> Exercise goal: Line by line, give the data again exactly as it appears.

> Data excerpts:
····················
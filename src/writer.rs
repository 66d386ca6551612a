//! Dedicated writer task for outbound commands.
//!
//! Commands are serialized by the caller and handed to a writer task over an
//! mpsc channel. Enqueueing never waits: a full queue is reported as
//! [`RespwireError::QueueFull`] so session methods stay non-blocking.
//!
//! # Architecture
//!
//! ```text
//! subscribe ─┐
//! publish   ─┼─► mpsc::Sender<OutboundCommand> ─► Writer Task ─► TCP write half
//! unsubscribe┘
//! ```
//!
//! The task writes batches with vectored I/O. When the close signal fires it
//! writes whatever is still queued, then shuts down the write half.

use std::io::IoSlice;
use std::sync::atomic::{AtomicUsize, Ordering};
use std::sync::Arc;

use bytes::Bytes;
use tokio::io::{AsyncWrite, AsyncWriteExt};
use tokio::sync::{mpsc, watch};
use tokio::task::JoinHandle;

use crate::error::{RespwireError, Result};
use crate::protocol::Command;

/// Default maximum queued commands.
pub const DEFAULT_MAX_PENDING_COMMANDS: usize = 1024;

/// Default channel capacity.
pub const DEFAULT_CHANNEL_CAPACITY: usize = 1024;

/// Maximum commands to batch in a single write operation.
const MAX_BATCH_SIZE: usize = 64;

/// A serialized command ready to be written.
#[derive(Debug, Clone)]
pub struct OutboundCommand {
    /// Wire bytes.
    pub bytes: Bytes,
}

impl OutboundCommand {
    /// Serialize a command.
    #[inline]
    pub fn new(command: &Command) -> Self {
        Self {
            bytes: command.encode(),
        }
    }

    /// Size on the wire.
    #[inline]
    pub fn size(&self) -> usize {
        self.bytes.len()
    }
}

/// Configuration for the writer task.
#[derive(Debug, Clone, PartialEq, Eq)]
pub struct WriterConfig {
    /// Maximum queued commands before sends are rejected.
    pub max_pending_commands: usize,
    /// Channel capacity for the command queue.
    pub channel_capacity: usize,
}

impl Default for WriterConfig {
    fn default() -> Self {
        Self {
            max_pending_commands: DEFAULT_MAX_PENDING_COMMANDS,
            channel_capacity: DEFAULT_CHANNEL_CAPACITY,
        }
    }
}

/// Handle for queueing commands on the writer task.
///
/// Cheaply cloneable.
#[derive(Clone)]
pub struct WriterHandle {
    /// Channel sender for commands.
    tx: mpsc::Sender<OutboundCommand>,
    /// Queued command count.
    pending: Arc<AtomicUsize>,
    /// Maximum queued commands.
    max_pending: usize,
}

impl WriterHandle {
    fn new(tx: mpsc::Sender<OutboundCommand>, pending: Arc<AtomicUsize>, max_pending: usize) -> Self {
        Self {
            tx,
            pending,
            max_pending,
        }
    }

    /// Queue a command without waiting.
    ///
    /// Returns `Err(QueueFull)` at capacity and `Err(ConnectionClosed)` once
    /// the writer task has stopped.
    pub fn try_send(&self, command: OutboundCommand) -> Result<()> {
        let current = self.pending.load(Ordering::Acquire);
        if current >= self.max_pending {
            return Err(RespwireError::QueueFull);
        }

        self.pending.fetch_add(1, Ordering::AcqRel);

        self.tx.try_send(command).map_err(|e| {
            self.pending.fetch_sub(1, Ordering::Release);
            match e {
                mpsc::error::TrySendError::Full(_) => RespwireError::QueueFull,
                mpsc::error::TrySendError::Closed(_) => RespwireError::ConnectionClosed,
            }
        })
    }

    /// Get current queued command count.
    #[inline]
    pub fn pending_count(&self) -> usize {
        self.pending.load(Ordering::Acquire)
    }

    /// Check whether the writer task is gone.
    #[inline]
    pub fn is_closed(&self) -> bool {
        self.tx.is_closed()
    }
}

/// Spawn the writer task and return a handle for queueing commands.
///
/// The task ends when every handle is dropped or when `close` turns `true`
/// (or its sender is dropped); in the latter case already queued commands
/// are written first.
pub fn spawn_writer_task<W>(
    writer: W,
    config: WriterConfig,
    close: watch::Receiver<bool>,
) -> (WriterHandle, JoinHandle<Result<()>>)
where
    W: AsyncWrite + Unpin + Send + 'static,
{
    let (tx, rx) = mpsc::channel(config.channel_capacity);
    let pending = Arc::new(AtomicUsize::new(0));

    let handle = WriterHandle::new(tx, pending.clone(), config.max_pending_commands);
    let task = tokio::spawn(writer_loop(rx, writer, pending, close));

    (handle, task)
}

/// Resolves once the close flag is set or its sender is gone.
pub(crate) async fn closed(close: &mut watch::Receiver<bool>) {
    let _ = close.wait_for(|closed| *closed).await;
}

/// Main writer loop - receives commands and writes them to the socket.
async fn writer_loop<W>(
    mut rx: mpsc::Receiver<OutboundCommand>,
    mut writer: W,
    pending: Arc<AtomicUsize>,
    mut close: watch::Receiver<bool>,
) -> Result<()>
where
    W: AsyncWrite + Unpin,
{
    loop {
        let first = tokio::select! {
            received = rx.recv() => match received {
                Some(command) => command,
                None => break,
            },
            _ = closed(&mut close) => {
                rx.close();
                let mut rest = Vec::new();
                while let Ok(command) = rx.try_recv() {
                    rest.push(command);
                }
                write_batch(&mut writer, &rest).await?;
                pending.fetch_sub(rest.len(), Ordering::Release);
                break;
            }
        };

        // Collect additional ready commands (non-blocking)
        let mut batch = Vec::with_capacity(MAX_BATCH_SIZE);
        batch.push(first);

        while batch.len() < MAX_BATCH_SIZE {
            match rx.try_recv() {
                Ok(command) => batch.push(command),
                Err(_) => break,
            }
        }

        let batch_size = batch.len();
        write_batch(&mut writer, &batch).await?;

        pending.fetch_sub(batch_size, Ordering::Release);
    }

    writer.shutdown().await?;
    Ok(())
}

/// Write a batch of commands using scatter/gather I/O (write_vectored).
async fn write_batch<W>(writer: &mut W, batch: &[OutboundCommand]) -> Result<()>
where
    W: AsyncWrite + Unpin,
{
    if batch.is_empty() {
        return Ok(());
    }

    let total_size: usize = batch.iter().map(OutboundCommand::size).sum();
    let mut total_written = 0;

    while total_written < total_size {
        let slices = build_remaining_slices(batch, total_written);
        let written = writer.write_vectored(&slices).await?;
        if written == 0 {
            return Err(RespwireError::Io(std::io::Error::new(
                std::io::ErrorKind::WriteZero,
                "write_vectored returned 0",
            )));
        }
        total_written += written;
    }

    writer.flush().await?;
    Ok(())
}

/// Build IoSlice array for the data after the first `skip_bytes`.
fn build_remaining_slices(batch: &[OutboundCommand], skip_bytes: usize) -> Vec<IoSlice<'_>> {
    let mut slices = Vec::with_capacity(batch.len());
    let mut offset = 0;

    for command in batch {
        let end = offset + command.size();
        if skip_bytes < end && !command.bytes.is_empty() {
            let start_in_command = skip_bytes.saturating_sub(offset);
            slices.push(IoSlice::new(&command.bytes[start_in_command..]));
        }
        offset = end;
    }

    slices
}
····················
> Answer box:
filename src/writer.rs
repository 66d386ca6551612a
//! Dedicated writer task for outbound commands.
//!
//! Commands are serialized by the caller and handed to a writer task over an
//! mpsc channel. Enqueueing never waits: a full queue is reported as
//! [`RespwireError::QueueFull`] so session methods stay non-blocking.
//!
//! # Architecture
//!
//! ```text
//! subscribe ─┐
//! publish   ─┼─► mpsc::Sender<OutboundCommand> ─► Writer Task ─► TCP write half
//! unsubscribe┘
//! ```
//!
//! The task writes batches with vectored I/O. When the close signal fires it
//! writes whatever is still queued, then shuts down the write half.

use std::io::IoSlice;
use std::sync::atomic::{AtomicUsize, Ordering};
use std::sync::Arc;

use bytes::Bytes;
use tokio::io::{AsyncWrite, AsyncWriteExt};
use tokio::sync::{mpsc, watch};
use tokio::task::JoinHandle;

use crate::error::{RespwireError, Result};
use crate::protocol::Command;

/// Default maximum queued commands.
pub const DEFAULT_MAX_PENDING_COMMANDS: usize = 1024;

/// Default channel capacity.
pub const DEFAULT_CHANNEL_CAPACITY: usize = 1024;

/// Maximum commands to batch in a single write operation.
const MAX_BATCH_SIZE: usize = 64;

/// A serialized command ready to be written.
#[derive(Debug, Clone)]
pub struct OutboundCommand {
    /// Wire bytes.
    pub bytes: Bytes,
}

impl OutboundCommand {
    /// Serialize a command.
    #[inline]
    pub fn new(command: &Command) -> Self {
        Self {
            bytes: command.encode(),
        }
    }

    /// Size on the wire.
    #[inline]
    pub fn size(&self) -> usize {
        self.bytes.len()
    }
}

/// Configuration for the writer task.
#[derive(Debug, Clone, PartialEq, Eq)]
pub struct WriterConfig {
    /// Maximum queued commands before sends are rejected.
    pub max_pending_commands: usize,
    /// Channel capacity for the command queue.
    pub channel_capacity: usize,
}

impl Default for WriterConfig {
    fn default() -> Self {
        Self {
            max_pending_commands: DEFAULT_MAX_PENDING_COMMANDS,
            channel_capacity: DEFAULT_CHANNEL_CAPACITY,
        }
    }
}

/// Handle for queueing commands on the writer task.
///
/// Cheaply cloneable.
#[derive(Clone)]
pub struct WriterHandle {
    /// Channel sender for commands.
    tx: mpsc::Sender<OutboundCommand>,
    /// Queued command count.
    pending: Arc<AtomicUsize>,
    /// Maximum queued commands.
    max_pending: usize,
}

impl WriterHandle {
    fn new(tx: mpsc::Sender<OutboundCommand>, pending: Arc<AtomicUsize>, max_pending: usize) -> Self {
        Self {
            tx,
            pending,
            max_pending,
        }
    }

    /// Queue a command without waiting.
    ///
    /// Returns `Err(QueueFull)` at capacity and `Err(ConnectionClosed)` once
    /// the writer task has stopped.
    pub fn try_send(&self, command: OutboundCommand) -> Result<()> {
        let current = self.pending.load(Ordering::Acquire);
        if current >= self.max_pending {
            return Err(RespwireError::QueueFull);
        }

        self.pending.fetch_add(1, Ordering::AcqRel);

        self.tx.try_send(command).map_err(|e| {
            self.pending.fetch_sub(1, Ordering::Release);
            match e {
                mpsc::error::TrySendError::Full(_) => RespwireError::QueueFull,
                mpsc::error::TrySendError::Closed(_) => RespwireError::ConnectionClosed,
            }
        })
    }

    /// Get current queued command count.
    #[inline]
    pub fn pending_count(&self) -> usize {
        self.pending.load(Ordering::Acquire)
    }

    /// Check whether the writer task is gone.
    #[inline]
    pub fn is_closed(&self) -> bool {
        self.tx.is_closed()
    }
}

/// Spawn the writer task and return a handle for queueing commands.
///
/// The task ends when every handle is dropped or when `close` turns `true`
/// (or its sender is dropped); in the latter case already queued commands
/// are written first.
pub fn spawn_writer_task<W>(
    writer: W,
    config: WriterConfig,
    close: watch::Receiver<bool>,
) -> (WriterHandle, JoinHandle<Result<()>>)
where
    W: AsyncWrite + Unpin + Send + 'static,
{
    let (tx, rx) = mpsc::channel(config.channel_capacity);
    let pending = Arc::new(AtomicUsize::new(0));

    let handle = WriterHandle::new(tx, pending.clone(), config.max_pending_commands);
    let task = tokio::spawn(writer_loop(rx, writer, pending, close));

    (handle, task)
}

/// Resolves once the close flag is set or its sender is gone.
pub(crate) async fn closed(close: &mut watch::Receiver<bool>) {
    let _ = close.wait_for(|closed| *closed).await;
}

/// Main writer loop - receives commands and writes them to the socket.
async fn writer_loop<W>(
    mut rx: mpsc::Receiver<OutboundCommand>,
    mut writer: W,
    pending: Arc<AtomicUsize>,
    mut close: watch::Receiver<bool>,
) -> Result<()>
where
    W: AsyncWrite + Unpin,
{
    loop {
        let first = tokio::select! {
            received = rx.recv() => match received {
                Some(command) => command,
                None => break,
            },
            _ = closed(&mut close) => {
                rx.close();
                let mut rest = Vec::new();
                while let Ok(command) = rx.try_recv() {
                    rest.push(command);
                }
                write_batch(&mut writer, &rest).await?;
                pending.fetch_sub(rest.len(), Ordering::Release);
                break;
            }
        };

        // Collect additional ready commands (non-blocking)
        let mut batch = Vec::with_capacity(MAX_BATCH_SIZE);
        batch.push(first);

        while batch.len() < MAX_BATCH_SIZE {
            match rx.try_recv() {
                Ok(command) => batch.push(command),
                Err(_) => break,
            }
        }

        let batch_size = batch.len();
        write_batch(&mut writer, &batch).await?;

        pending.fetch_sub(batch_size, Ordering::Release);
    }

    writer.shutdown().await?;
    Ok(())
}

/// Write a batch of commands using scatter/gather I/O (write_vectored).
async fn write_batch<W>(writer: &mut W, batch: &[OutboundCommand]) -> Result<()>
where
    W: AsyncWrite + Unpin,
{
    if batch.is_empty() {
        return Ok(());
    }

    let total_size: usize = batch.iter().map(OutboundCommand::size).sum();
    let mut total_written = 0;

    while total_written < total_size {
        let slices = build_remaining_slices(batch, total_written);
        let written = writer.write_vectored(&slices).await?;
        if written == 0 {
            return Err(RespwireError::Io(std::io::Error::new(
                std::io::ErrorKind::WriteZero,
                "write_vectored returned 0",
            )));
        }
        total_written += written;
    }

    writer.flush().await?;
    Ok(())
}

/// Build IoSlice array for the data after the first `skip_bytes`.
fn build_remaining_slices(batch: &[OutboundCommand], skip_bytes: usize) -> Vec<IoSlice<'_>> {
    let mut slices = Vec::with_capacity(batch.len());
    let mut offset = 0;

    for command in batch {
        let end = offset + command.size();
        if skip_bytes < end && !command.bytes.is_empty() {
            let start_in_command = skip_bytes.saturating_sub(offset);
            slices.push(IoSlice::new(&command.bytes[start_in_command..]));
        }
        offset = end;
    }

    slices
}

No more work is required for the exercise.